Start of PROVIDED RECORDS

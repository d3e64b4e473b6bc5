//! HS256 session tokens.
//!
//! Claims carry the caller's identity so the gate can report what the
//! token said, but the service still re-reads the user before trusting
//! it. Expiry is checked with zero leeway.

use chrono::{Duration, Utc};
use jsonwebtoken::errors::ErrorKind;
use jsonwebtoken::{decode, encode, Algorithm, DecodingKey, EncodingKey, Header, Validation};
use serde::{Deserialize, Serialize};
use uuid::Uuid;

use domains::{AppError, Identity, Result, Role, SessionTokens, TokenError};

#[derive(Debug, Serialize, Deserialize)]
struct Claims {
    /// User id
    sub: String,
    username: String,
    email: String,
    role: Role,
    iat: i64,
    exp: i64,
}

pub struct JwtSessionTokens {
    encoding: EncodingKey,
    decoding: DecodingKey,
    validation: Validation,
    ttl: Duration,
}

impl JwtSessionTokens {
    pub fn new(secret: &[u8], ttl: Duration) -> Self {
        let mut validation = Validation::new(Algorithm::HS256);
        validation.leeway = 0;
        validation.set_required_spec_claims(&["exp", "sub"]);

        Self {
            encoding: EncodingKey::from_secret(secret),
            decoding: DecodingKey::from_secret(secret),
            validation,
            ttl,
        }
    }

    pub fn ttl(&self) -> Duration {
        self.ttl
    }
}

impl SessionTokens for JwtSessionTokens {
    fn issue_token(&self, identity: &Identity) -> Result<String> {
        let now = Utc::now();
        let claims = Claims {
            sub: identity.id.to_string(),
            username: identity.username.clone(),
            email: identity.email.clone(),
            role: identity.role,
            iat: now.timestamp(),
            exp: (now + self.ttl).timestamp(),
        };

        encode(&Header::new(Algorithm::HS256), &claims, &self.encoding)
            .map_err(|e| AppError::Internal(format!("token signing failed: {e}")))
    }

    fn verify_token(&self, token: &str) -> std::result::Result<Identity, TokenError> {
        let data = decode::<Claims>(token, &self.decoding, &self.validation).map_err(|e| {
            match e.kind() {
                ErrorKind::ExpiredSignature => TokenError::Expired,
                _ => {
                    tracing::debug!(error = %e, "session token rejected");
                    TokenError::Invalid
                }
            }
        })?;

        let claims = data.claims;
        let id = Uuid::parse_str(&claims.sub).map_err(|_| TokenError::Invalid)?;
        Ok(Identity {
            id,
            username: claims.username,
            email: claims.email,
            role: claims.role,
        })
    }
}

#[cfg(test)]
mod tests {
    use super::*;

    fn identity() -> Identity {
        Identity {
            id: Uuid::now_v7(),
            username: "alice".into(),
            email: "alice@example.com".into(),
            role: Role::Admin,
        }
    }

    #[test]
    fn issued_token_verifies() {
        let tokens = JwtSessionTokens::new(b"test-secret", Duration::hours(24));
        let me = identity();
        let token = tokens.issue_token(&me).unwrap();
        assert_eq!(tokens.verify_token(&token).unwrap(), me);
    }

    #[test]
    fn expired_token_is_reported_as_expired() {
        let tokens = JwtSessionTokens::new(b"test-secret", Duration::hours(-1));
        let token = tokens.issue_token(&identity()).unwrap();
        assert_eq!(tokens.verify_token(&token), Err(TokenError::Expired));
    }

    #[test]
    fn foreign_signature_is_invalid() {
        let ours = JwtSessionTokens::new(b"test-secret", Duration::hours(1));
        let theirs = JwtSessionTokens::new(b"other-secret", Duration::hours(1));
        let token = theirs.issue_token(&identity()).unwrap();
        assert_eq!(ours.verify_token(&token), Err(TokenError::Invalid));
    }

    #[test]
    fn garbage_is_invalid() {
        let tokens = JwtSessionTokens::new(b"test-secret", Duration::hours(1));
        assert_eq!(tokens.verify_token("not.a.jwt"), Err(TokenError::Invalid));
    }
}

End of PROVIDED RECORDS
Start of PROVIDED RECORDS

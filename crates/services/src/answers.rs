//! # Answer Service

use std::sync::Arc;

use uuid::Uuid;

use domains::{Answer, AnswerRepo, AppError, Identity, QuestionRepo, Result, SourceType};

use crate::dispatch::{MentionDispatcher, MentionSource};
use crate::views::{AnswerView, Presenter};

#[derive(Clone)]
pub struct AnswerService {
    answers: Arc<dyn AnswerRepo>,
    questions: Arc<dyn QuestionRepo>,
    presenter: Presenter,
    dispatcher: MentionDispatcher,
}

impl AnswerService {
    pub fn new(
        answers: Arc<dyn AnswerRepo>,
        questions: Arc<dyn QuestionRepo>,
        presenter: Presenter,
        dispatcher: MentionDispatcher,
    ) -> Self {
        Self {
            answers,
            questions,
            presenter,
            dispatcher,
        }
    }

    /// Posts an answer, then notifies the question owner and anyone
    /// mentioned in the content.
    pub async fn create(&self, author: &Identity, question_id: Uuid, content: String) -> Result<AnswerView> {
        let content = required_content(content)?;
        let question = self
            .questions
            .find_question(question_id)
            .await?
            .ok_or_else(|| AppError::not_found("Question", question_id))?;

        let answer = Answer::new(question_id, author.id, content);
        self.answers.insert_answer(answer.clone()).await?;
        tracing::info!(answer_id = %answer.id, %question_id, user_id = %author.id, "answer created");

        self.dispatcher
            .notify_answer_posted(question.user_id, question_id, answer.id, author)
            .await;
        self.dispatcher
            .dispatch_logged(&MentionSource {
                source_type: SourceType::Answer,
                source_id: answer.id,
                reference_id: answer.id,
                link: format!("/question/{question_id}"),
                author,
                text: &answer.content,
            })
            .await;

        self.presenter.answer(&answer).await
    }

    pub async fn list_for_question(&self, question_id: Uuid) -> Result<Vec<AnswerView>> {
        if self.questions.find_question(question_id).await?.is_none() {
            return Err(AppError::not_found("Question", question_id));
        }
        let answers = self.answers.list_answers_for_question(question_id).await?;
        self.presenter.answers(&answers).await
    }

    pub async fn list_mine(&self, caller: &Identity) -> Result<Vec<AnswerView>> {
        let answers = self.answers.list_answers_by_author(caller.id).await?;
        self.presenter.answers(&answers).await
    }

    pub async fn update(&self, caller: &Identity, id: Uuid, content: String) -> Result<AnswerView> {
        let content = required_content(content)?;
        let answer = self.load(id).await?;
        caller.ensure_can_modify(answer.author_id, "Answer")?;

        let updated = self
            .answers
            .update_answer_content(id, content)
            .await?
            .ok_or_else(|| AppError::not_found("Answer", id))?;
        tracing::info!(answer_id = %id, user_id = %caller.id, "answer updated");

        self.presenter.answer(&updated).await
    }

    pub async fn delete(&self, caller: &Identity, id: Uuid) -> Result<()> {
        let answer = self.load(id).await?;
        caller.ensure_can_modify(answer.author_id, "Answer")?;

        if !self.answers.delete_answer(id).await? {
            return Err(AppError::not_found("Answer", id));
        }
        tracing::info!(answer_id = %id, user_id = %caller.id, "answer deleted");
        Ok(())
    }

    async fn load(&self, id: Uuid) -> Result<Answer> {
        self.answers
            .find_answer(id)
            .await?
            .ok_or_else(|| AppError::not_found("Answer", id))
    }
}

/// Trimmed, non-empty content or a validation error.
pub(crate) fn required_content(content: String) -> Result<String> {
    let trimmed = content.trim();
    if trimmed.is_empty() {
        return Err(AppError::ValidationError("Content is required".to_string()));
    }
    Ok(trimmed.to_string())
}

End of PROVIDED RECORDS

* PROMPT:
Return the span of lines in the data above that opens at the line with "fn identity() ->" and closes at the line with "let me = identity();", exactly, ends included, nothing else.

* SOLUTION FOR THIS TASK:
    fn identity() -> Identity {
        Identity {
            id: Uuid::now_v7(),
            username: "alice".into(),
            email: "alice@example.com".into(),
            role: Role::Admin,
        }
    }

    #[test]
    fn issued_token_verifies() {
        let tokens = JwtSessionTokens::new(b"test-secret", Duration::hours(24));
        let me = identity();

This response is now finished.